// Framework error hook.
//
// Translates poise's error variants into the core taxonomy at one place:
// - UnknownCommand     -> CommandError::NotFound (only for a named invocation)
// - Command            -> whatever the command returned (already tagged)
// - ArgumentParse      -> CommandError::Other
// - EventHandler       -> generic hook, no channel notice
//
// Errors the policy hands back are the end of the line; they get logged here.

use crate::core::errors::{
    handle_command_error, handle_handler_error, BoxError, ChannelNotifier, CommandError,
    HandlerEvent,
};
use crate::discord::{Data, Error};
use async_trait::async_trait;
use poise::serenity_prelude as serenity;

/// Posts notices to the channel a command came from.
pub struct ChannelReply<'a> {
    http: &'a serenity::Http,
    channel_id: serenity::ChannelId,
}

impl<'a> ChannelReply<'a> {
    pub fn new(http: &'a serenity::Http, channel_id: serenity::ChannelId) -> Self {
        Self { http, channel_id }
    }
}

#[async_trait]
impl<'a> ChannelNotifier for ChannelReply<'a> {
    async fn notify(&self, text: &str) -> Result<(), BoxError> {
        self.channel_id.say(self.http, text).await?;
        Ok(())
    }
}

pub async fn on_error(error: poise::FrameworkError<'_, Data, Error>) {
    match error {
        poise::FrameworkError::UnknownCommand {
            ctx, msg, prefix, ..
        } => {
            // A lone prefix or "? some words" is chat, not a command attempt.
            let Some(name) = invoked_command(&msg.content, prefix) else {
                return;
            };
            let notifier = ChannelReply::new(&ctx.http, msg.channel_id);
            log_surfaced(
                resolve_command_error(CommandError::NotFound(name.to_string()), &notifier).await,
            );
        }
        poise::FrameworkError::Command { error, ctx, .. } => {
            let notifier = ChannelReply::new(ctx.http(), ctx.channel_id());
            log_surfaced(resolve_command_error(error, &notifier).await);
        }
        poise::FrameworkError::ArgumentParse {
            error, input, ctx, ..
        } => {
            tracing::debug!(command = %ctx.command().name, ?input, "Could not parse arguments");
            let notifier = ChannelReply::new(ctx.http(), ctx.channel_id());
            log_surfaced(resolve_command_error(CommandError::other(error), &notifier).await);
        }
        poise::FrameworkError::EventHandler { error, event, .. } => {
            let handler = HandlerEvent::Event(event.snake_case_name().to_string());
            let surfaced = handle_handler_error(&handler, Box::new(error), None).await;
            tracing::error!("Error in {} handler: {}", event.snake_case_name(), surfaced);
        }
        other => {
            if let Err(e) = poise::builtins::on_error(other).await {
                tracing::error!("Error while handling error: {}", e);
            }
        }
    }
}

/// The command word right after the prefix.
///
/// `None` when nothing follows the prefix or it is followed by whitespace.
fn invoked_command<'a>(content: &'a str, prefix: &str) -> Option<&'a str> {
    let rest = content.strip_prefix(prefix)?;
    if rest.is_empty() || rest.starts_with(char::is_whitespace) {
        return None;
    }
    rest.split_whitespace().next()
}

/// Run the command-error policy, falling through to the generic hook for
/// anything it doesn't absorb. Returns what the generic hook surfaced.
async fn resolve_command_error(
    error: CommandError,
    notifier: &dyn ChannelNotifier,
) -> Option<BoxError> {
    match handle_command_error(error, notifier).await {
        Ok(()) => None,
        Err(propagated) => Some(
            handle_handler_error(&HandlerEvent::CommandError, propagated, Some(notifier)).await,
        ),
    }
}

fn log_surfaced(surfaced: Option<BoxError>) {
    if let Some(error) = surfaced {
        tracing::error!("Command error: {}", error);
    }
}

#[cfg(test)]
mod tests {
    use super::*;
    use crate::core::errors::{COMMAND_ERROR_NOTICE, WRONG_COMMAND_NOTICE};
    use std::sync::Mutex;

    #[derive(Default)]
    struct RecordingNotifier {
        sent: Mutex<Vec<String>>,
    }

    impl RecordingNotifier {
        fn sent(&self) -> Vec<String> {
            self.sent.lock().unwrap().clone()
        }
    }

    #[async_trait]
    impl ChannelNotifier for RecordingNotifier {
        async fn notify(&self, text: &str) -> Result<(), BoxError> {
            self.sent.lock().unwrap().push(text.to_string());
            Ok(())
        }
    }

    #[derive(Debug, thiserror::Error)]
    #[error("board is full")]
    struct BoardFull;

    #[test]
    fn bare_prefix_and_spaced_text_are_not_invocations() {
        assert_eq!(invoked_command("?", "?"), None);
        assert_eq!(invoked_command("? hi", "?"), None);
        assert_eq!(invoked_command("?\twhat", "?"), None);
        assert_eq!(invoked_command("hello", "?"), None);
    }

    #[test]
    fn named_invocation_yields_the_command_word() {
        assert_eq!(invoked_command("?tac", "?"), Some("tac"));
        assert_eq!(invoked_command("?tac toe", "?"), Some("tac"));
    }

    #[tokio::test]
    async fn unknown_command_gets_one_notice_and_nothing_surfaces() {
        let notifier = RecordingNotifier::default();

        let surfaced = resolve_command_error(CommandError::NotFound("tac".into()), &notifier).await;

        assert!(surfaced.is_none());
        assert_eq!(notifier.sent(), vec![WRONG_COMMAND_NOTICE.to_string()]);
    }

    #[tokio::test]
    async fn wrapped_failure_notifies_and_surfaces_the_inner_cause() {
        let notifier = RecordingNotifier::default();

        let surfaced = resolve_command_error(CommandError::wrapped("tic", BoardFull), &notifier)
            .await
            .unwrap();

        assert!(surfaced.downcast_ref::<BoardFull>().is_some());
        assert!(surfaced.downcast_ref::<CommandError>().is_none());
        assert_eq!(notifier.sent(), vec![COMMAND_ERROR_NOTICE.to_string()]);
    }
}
+++
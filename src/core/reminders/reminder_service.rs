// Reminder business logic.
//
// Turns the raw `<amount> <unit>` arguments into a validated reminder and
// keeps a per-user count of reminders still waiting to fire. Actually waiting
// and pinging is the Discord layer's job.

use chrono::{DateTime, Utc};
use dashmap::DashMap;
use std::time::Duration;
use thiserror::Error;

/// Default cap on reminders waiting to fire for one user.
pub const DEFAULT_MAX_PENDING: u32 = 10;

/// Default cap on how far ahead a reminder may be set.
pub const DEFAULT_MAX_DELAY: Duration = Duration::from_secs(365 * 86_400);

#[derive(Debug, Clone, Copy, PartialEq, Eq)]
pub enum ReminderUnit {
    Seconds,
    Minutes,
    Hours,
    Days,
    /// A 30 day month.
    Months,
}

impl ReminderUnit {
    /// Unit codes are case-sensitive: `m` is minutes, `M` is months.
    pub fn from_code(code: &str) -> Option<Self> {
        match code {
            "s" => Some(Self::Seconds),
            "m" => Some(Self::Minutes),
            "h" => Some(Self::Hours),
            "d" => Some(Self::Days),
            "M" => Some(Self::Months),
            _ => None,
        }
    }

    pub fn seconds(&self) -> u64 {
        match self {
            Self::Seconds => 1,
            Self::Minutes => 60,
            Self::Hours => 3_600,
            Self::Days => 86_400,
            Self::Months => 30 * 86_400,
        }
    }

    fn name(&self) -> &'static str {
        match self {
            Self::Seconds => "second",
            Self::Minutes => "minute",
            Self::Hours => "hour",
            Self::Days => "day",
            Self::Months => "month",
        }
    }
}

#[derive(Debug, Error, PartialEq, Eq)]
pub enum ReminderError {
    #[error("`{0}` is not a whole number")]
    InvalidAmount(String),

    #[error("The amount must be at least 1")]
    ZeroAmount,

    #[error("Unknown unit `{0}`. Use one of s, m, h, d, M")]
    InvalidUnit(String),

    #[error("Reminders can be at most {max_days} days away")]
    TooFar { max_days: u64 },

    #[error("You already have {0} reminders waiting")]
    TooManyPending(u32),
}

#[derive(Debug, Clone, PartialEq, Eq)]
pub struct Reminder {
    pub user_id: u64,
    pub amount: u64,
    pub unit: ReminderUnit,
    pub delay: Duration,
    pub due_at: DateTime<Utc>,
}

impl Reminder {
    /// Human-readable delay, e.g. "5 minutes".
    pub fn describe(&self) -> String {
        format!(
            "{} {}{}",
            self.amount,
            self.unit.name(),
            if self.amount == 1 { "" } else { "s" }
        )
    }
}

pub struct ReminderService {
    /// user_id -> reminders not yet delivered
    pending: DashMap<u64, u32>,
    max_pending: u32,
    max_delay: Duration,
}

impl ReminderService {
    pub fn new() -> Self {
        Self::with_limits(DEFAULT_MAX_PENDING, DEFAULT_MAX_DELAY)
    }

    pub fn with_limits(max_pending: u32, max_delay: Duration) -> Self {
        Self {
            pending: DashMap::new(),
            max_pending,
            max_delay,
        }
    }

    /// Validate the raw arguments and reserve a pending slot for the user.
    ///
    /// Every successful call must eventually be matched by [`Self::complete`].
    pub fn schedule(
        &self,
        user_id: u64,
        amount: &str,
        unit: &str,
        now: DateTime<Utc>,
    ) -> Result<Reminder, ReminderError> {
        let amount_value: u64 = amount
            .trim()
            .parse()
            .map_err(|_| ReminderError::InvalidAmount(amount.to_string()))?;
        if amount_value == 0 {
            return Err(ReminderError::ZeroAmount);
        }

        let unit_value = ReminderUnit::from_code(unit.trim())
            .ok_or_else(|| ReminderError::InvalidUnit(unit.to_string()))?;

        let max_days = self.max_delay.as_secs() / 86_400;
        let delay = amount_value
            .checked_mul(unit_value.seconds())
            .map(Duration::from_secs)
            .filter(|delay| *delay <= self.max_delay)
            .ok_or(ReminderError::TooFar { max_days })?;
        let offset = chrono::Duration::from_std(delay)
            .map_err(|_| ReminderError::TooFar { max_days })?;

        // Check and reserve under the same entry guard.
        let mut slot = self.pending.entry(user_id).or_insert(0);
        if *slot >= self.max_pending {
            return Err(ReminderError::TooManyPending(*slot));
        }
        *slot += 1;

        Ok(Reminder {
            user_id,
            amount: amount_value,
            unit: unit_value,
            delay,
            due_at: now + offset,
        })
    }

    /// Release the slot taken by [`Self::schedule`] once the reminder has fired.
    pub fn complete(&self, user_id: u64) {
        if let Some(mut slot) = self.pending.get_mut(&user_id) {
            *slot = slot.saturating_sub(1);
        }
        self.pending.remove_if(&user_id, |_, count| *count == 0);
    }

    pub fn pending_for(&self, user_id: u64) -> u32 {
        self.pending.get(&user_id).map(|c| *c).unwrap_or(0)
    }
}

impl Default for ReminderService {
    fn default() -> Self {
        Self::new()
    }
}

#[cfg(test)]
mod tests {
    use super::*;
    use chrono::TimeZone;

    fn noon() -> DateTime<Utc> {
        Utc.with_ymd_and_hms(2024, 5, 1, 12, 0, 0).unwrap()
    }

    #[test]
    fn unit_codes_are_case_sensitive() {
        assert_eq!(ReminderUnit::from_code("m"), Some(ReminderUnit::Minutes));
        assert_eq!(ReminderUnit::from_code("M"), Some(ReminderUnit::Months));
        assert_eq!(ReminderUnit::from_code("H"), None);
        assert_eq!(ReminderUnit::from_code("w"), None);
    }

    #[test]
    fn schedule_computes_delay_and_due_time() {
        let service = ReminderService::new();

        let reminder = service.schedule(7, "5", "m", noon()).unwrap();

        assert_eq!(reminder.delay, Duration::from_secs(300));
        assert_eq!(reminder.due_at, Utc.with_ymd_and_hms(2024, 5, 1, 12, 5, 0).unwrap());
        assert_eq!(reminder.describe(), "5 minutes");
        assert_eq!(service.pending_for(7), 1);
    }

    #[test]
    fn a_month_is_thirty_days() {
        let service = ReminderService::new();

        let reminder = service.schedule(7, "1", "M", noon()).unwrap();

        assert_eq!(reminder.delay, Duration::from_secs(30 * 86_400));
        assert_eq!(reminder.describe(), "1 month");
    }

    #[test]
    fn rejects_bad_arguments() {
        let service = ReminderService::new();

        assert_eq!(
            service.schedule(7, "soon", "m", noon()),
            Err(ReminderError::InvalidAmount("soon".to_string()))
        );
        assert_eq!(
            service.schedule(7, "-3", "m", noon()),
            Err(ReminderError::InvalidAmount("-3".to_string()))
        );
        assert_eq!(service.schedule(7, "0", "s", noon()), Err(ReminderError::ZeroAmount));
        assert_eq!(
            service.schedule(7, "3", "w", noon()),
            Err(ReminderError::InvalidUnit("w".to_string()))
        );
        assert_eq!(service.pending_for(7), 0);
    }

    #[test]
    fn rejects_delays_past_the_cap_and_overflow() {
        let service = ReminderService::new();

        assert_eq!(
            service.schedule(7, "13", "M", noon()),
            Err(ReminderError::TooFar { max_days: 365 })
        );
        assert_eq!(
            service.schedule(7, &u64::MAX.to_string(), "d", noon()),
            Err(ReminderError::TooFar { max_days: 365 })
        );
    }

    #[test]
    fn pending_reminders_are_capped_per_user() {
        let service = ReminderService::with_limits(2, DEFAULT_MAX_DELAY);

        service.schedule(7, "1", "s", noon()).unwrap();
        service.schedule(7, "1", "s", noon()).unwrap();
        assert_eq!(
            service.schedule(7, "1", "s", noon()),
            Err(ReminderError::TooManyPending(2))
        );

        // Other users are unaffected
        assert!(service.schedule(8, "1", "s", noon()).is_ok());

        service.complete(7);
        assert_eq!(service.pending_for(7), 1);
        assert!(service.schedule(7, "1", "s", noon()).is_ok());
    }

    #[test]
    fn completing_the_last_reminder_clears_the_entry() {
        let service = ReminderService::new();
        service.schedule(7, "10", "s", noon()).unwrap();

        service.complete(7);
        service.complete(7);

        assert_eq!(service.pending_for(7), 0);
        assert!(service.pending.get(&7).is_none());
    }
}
+++
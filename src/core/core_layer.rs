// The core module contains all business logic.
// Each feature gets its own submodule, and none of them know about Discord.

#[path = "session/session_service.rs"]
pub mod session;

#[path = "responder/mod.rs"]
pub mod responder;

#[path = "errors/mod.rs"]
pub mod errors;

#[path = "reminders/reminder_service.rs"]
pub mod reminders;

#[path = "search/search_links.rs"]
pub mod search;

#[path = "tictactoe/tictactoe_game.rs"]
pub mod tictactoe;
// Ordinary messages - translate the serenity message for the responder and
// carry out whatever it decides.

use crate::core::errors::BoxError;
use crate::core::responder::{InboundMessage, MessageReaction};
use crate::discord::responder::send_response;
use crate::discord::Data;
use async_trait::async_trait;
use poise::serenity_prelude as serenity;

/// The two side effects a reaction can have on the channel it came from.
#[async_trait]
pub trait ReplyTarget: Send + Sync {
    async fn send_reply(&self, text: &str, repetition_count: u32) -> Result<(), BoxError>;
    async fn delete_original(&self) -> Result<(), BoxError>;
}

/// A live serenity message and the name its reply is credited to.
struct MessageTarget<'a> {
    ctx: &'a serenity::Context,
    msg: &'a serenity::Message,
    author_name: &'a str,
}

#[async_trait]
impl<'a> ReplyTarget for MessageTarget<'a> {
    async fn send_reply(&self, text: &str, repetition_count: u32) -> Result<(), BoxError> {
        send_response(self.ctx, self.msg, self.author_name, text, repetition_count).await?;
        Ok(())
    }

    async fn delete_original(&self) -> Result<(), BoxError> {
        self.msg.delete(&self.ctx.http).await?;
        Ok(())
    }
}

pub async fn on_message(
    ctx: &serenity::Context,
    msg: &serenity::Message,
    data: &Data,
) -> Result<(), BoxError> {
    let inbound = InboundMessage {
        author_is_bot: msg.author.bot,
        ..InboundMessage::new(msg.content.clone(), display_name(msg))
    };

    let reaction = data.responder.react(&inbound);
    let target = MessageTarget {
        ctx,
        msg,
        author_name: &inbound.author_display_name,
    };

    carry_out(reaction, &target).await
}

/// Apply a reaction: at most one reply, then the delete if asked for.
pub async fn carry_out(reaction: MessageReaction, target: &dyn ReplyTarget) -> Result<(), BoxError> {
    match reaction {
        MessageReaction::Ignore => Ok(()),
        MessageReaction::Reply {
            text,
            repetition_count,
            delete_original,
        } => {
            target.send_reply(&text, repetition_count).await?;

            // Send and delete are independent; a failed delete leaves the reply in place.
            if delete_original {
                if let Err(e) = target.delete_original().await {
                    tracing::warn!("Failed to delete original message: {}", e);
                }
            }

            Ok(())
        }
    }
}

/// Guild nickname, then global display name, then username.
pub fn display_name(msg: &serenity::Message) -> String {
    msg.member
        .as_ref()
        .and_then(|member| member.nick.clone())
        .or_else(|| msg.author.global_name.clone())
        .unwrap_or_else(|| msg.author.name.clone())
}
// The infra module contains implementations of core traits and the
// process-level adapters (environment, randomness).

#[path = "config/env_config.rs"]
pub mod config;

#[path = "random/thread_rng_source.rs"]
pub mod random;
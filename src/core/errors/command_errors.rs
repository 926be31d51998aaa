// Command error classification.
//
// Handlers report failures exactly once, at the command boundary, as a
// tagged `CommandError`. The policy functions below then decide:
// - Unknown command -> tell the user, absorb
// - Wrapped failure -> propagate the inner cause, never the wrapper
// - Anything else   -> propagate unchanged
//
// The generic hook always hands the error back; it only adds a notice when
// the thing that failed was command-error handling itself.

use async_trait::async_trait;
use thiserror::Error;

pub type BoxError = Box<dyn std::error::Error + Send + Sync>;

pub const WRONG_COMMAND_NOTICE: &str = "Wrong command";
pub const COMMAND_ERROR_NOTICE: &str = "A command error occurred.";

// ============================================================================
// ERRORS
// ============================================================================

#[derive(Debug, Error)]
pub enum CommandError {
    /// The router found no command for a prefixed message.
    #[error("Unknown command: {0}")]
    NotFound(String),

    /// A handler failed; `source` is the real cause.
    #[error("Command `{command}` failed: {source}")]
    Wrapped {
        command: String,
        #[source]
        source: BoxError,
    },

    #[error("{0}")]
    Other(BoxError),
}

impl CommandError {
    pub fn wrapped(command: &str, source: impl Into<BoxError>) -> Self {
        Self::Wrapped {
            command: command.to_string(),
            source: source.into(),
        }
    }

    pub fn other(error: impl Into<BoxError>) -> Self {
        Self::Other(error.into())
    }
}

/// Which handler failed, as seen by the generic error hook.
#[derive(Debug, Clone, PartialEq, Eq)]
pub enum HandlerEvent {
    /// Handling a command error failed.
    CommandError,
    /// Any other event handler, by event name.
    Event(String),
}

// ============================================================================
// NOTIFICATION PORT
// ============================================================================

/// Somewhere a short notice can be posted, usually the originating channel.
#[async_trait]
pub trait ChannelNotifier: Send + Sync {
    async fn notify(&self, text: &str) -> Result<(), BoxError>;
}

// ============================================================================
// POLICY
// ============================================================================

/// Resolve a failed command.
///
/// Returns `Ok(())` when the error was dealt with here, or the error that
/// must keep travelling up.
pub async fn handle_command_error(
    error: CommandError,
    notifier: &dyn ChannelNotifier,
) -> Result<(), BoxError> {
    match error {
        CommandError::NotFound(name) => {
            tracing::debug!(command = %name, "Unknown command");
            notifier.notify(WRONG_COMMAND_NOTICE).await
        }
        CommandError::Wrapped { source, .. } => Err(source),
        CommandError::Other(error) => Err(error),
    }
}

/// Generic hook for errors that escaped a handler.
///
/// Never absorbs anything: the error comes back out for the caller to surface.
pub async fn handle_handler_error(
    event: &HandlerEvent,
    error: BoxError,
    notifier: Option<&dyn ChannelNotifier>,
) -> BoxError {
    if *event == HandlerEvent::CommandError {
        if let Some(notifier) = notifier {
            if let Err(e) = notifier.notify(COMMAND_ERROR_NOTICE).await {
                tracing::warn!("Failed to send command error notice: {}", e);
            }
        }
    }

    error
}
+++
### PROBLEM TO SOLVE
Within the entries above, find each line where "InvalidUnit" appears; copy every one.

### REPLY TO THE EXERCISE
    InvalidUnit(String),
            .ok_or_else(|| ReminderError::InvalidUnit(unit.to_string()))?;
            Err(ReminderError::InvalidUnit("w".to_string()))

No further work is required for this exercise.